Your output should be each line from the material below that has the word "EndOfStream".

┌──

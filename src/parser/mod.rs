//! The MP3 parser: stream parameters, tags and time based seeking.
//!
//! [`Mp3Parser::parse`] walks the start of a stream once. It reads the ID3
//! tags, skips any stacked ID3v2 blocks, synchronises on the first audio
//! frames and either takes the stream parameters from a Xing/VBRI header or
//! votes them out of the first frames. Afterwards [`Mp3Parser::seek_to_time`]
//! maps playback positions to byte offsets.
//!
//! # Example
//!
//! ```no_run
//! use mp3parse::Mp3Parser;
//!
//! fn main() -> Result<(), Box<dyn std::error::Error>> {
//!     let mut parser = Mp3Parser::open("song.mp3")?;
//!     parser.parse()?;
//!
//!     let info = parser.track_info();
//!     println!("{} Hz, {} bit/s, {} ms", info.sample_rate, info.bit_rate, info.total_time_ms);
//!
//!     let mut ms = 30_000;
//!     parser.seek_to_time(&mut ms)?;
//!     println!("now at {ms} ms, byte {}", parser.current_offset());
//!     Ok(())
//! }
//! ```

use std::fs::File;
use std::io::{self, BufReader};
use std::path::Path;
use std::sync::Arc;

use crate::common::{assert_error_traits, log_debug, BitRate, ChannelCount, SampleRate};
use crate::constants::BITS_PER_SAMPLE;
use crate::frame::{Layer, Version};
use crate::metadata::Metadata;
use crate::pipe::{ContentPipe, ReadSeekPipe};
use crate::vbr::{VbrHeader, VbrType};

mod builder;
mod seek;
mod track;

pub use builder::{ParserBuilder, Settings};

/// Errors that can happen while parsing or reading an MP3 stream.
#[derive(Debug, thiserror::Error, Clone)]
pub enum ParserError {
    /// The content pipe failed.
    #[error("Failed to read from the content pipe")]
    Io(#[source] Arc<io::Error>),

    /// There is no more data to read.
    #[error("End of stream")]
    EndOfStream,

    /// No usable MPEG audio frames were found.
    #[error("The stream is corrupted or not an MP3 stream")]
    CorruptedStream,

    /// A metadata frame could not be decoded.
    #[error("Failed to get data from a metadata frame")]
    FailedToGetData,

    /// The ID3v2 tag has a major version other than 2, 3 or 4.
    #[error("Unsupported ID3v2 tag version 2.{major}")]
    UnsupportedTag { major: u8 },

    /// The caller's buffer is too small for the requested data.
    #[error("Buffer too small, {required} bytes are required")]
    InsufficientBufferSize { required: usize },

    /// A seek failed and will be retried on the next read.
    #[error("Seek deferred to the next read")]
    DeferredSeek,
}
assert_error_traits!(ParserError);

impl From<io::Error> for ParserError {
    fn from(err: io::Error) -> Self {
        match err.kind() {
            io::ErrorKind::UnexpectedEof => ParserError::EndOfStream,
            _ => ParserError::Io(Arc::new(err)),
        }
    }
}

/// Stream parameters established by [`Mp3Parser::parse`].
#[derive(Debug, Clone, Copy, PartialEq, Eq)]
pub struct TrackInfo {
    /// Bits per second. For streams without a VBR header whose bit rate
    /// keeps changing this is the mean over all frames.
    pub bit_rate: BitRate,
    pub sample_rate: SampleRate,
    /// Duration in milliseconds.
    pub total_time_ms: u64,
    pub channels: ChannelCount,
    /// Bits per decoded sample, always 16.
    pub sample_size: u16,
    /// Byte offset of the first audio frame.
    pub data_offset: u64,
    pub layer: Layer,
    pub version: Version,
    pub vbr_type: VbrType,
    pub padded_frames: u32,
    pub unpadded_frames: u32,
    /// Start of the most recently decoded frame.
    pub frame_start: u64,
    /// Size of the most recently decoded frame.
    pub frame_size: u32,
}

impl Default for TrackInfo {
    fn default() -> Self {
        Self {
            bit_rate: 128_000,
            sample_rate: 44_100,
            total_time_ms: 0,
            channels: 2,
            sample_size: BITS_PER_SAMPLE,
            data_offset: 0,
            layer: Layer::Layer3,
            version: Version::Mpeg1,
            vbr_type: VbrType::None,
            padded_frames: 0,
            unpadded_frames: 0,
            frame_start: 0,
            frame_size: 0,
        }
    }
}

impl TrackInfo {
    /// Clears the fields a caller uses to tell a playable stream from a
    /// broken one.
    fn invalidate(&mut self) {
        self.bit_rate = 0;
        self.sample_rate = 0;
        self.total_time_ms = 0;
        self.layer = Layer::Unknown;
        self.channels = 0;
    }

    /// Whether any field needed for playback is unset.
    fn is_incomplete(&self) -> bool {
        self.total_time_ms == 0
            || self.layer == Layer::Unknown
            || self.sample_rate == 0
            || self.bit_rate == 0
            || self.channels == 0
    }
}

/// Parser over a single MP3 stream read through a [`ContentPipe`].
pub struct Mp3Parser<P: ContentPipe> {
    pipe: P,
    settings: Settings,
    file_size: u64,
    track: TrackInfo,
    vbr: VbrHeader,
    metadata: Metadata,
    /// End of the audio data, trailing ID3v1 tag excluded.
    last_frame_boundary: u64,
    curr_file_offset: u64,
    /// Frames to drop after a Xing seek to land on the exact time.
    frame_skip: i32,
    /// An ID3v1 trailer was found.
    tag_detected: bool,
}

impl Mp3Parser<ReadSeekPipe<BufReader<File>>> {
    /// Opens the file at `path`. The stream is not parsed yet, call
    /// [`parse`](Self::parse) for that.
    pub fn open(path: impl AsRef<Path>) -> Result<Self, ParserError> {
        let pipe = ReadSeekPipe::open(path).map_err(Arc::new).map_err(ParserError::Io)?;
        Ok(Self::new(pipe))
    }
}

impl<P: ContentPipe> Mp3Parser<P> {
    /// Creates a parser for a local, seekable stream with default settings.
    pub fn new(pipe: P) -> Self {
        Self::with_settings(pipe, Settings::default())
    }

    /// Creates a new parser builder.
    ///
    /// # Examples
    /// ```
    /// use std::io::Cursor;
    /// use mp3parse::Mp3Parser;
    ///
    /// let parser = Mp3Parser::builder()
    ///     .with_pipe(Cursor::new(vec![0u8; 16]))
    ///     .with_streaming(true)
    ///     .build()
    ///     .unwrap();
    /// assert!(parser.is_streaming());
    /// ```
    pub fn builder() -> ParserBuilder<P> {
        ParserBuilder::new()
    }

    pub(crate) fn with_settings(pipe: P, settings: Settings) -> Self {
        Self {
            pipe,
            settings,
            file_size: 0,
            track: TrackInfo::default(),
            vbr: VbrHeader::None,
            metadata: Metadata::default(),
            last_frame_boundary: 0,
            curr_file_offset: 0,
            frame_skip: 0,
            tag_detected: false,
        }
    }

    /// Reads tags and stream parameters, then positions the pipe at the
    /// first audio frame.
    ///
    /// Missing or broken tags never fail the parse. When no audio frames
    /// can be found, or the frames found disagree too much to be trusted,
    /// this returns [`ParserError::CorruptedStream`] and the track info has
    /// its rate, time, layer and channel fields zeroed.
    pub fn parse(&mut self) -> Result<(), ParserError> {
        self.read_track_info()?;
        if let Err(err) = self.read_vbr_header() {
            log_debug!("failed to re-read the vbr header: {err}");
        }
        let mut ms = 0;
        if let Err(err) = self.seek_to_time(&mut ms) {
            log_debug!("initial seek failed: {err}");
        }
        Ok(())
    }

    /// Second look at the first frame once the data offset is known.
    ///
    /// Re-reads the VBR header at the data offset and repairs the Xing
    /// table of contents so that seeking never moves backwards.
    fn read_vbr_header(&mut self) -> Result<(), ParserError> {
        let frame = self.read_vbr_frame(self.track.data_offset)?;
        self.vbr = match VbrHeader::detect(&frame, self.track.sample_rate) {
            VbrHeader::Xing(mut xing) => {
                xing.repair_toc();
                VbrHeader::Xing(xing)
            }
            other => other,
        };
        self.pipe.rewind()?;
        Ok(())
    }

    pub fn track_info(&self) -> &TrackInfo {
        &self.track
    }

    /// The VBR header found at the start of the audio data.
    pub fn vbr_header(&self) -> &VbrHeader {
        &self.vbr
    }

    pub fn metadata(&self) -> &Metadata {
        &self.metadata
    }

    pub(crate) fn metadata_mut(&mut self) -> &mut Metadata {
        &mut self.metadata
    }

    /// Total size of the stream in bytes.
    pub fn file_size(&self) -> u64 {
        self.file_size
    }

    /// An MP3 stream always holds one track.
    pub fn number_of_tracks(&self) -> u32 {
        1
    }

    /// Byte offset where the audio data ends. Zero until a non-streaming
    /// parse has located it.
    pub fn last_frame_boundary(&self) -> u64 {
        self.last_frame_boundary
    }

    /// Byte offset the pipe was last positioned at by a seek, moved on by
    /// the audio read since.
    pub fn current_offset(&self) -> u64 {
        self.curr_file_offset
    }

    pub(crate) fn advance_offset(&mut self, len: u64) {
        self.curr_file_offset += len;
    }

    /// Whole frames the caller should drop after the last seek to reach the
    /// requested time exactly.
    pub fn frame_skip(&self) -> i32 {
        self.frame_skip
    }

    /// Whether an ID3v1 trailer was found.
    pub fn has_id3v1(&self) -> bool {
        self.tag_detected
    }

    pub fn is_streaming(&self) -> bool {
        self.settings.streaming
    }

    /// ShoutCast metadata interval, zero when not in use.
    pub fn meta_interval(&self) -> u32 {
        self.settings.meta_interval
    }

    pub fn settings(&self) -> &Settings {
        &self.settings
    }

    pub(crate) fn pipe_mut(&mut self) -> &mut P {
        &mut self.pipe
    }

    /// Unwraps the parser, returning the content pipe.
    pub fn into_inner(self) -> P {
        self.pipe
    }
}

└──

Solution to the problem:
    EndOfStream,
            io::ErrorKind::UnexpectedEof => ParserError::EndOfStream,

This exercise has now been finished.